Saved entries
§ §
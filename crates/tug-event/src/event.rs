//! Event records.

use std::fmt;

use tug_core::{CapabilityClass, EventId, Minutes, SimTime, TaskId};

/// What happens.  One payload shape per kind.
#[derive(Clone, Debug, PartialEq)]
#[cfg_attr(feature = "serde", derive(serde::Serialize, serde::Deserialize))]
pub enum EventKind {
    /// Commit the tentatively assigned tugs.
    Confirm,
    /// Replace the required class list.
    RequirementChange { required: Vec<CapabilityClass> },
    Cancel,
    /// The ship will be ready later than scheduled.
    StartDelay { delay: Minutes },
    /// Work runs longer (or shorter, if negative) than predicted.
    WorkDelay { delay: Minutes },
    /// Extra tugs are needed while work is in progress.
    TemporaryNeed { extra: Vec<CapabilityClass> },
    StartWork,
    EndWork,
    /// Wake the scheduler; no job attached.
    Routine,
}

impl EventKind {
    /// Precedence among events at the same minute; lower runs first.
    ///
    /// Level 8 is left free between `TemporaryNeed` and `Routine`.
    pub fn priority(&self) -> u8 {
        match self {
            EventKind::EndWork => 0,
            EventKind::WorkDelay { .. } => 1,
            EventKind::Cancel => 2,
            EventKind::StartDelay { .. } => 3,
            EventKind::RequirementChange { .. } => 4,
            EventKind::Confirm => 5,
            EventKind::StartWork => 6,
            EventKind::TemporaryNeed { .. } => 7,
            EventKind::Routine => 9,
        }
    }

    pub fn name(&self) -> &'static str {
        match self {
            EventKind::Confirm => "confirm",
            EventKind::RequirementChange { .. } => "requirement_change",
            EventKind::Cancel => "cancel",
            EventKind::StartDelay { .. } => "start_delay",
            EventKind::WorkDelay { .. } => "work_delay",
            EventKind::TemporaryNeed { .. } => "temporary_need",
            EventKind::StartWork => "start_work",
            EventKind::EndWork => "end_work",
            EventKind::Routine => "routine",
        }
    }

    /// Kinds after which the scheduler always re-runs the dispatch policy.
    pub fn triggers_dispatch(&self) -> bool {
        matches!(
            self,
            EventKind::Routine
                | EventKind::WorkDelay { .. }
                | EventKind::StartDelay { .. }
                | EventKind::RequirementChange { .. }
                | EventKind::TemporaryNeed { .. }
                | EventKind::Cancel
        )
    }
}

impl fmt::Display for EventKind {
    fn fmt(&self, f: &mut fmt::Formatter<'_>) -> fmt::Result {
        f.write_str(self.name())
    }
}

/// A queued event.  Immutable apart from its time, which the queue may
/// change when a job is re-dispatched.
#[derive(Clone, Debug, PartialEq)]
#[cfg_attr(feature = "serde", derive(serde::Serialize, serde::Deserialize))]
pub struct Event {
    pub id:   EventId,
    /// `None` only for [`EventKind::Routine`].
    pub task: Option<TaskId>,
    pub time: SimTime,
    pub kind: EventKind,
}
§ §
| What needs to be done |
From the records above, extract exactly and only the lines that begin at the line with "pub fn triggers_dispatch(&self)" and stop after the line with "impl fmt::Display for".

| Result of the task |
    pub fn triggers_dispatch(&self) -> bool {
        matches!(
            self,
            EventKind::Routine
                | EventKind::WorkDelay { .. }
                | EventKind::StartDelay { .. }
                | EventKind::RequirementChange { .. }
                | EventKind::TemporaryNeed { .. }
                | EventKind::Cancel
        )
    }
}

impl fmt::Display for EventKind {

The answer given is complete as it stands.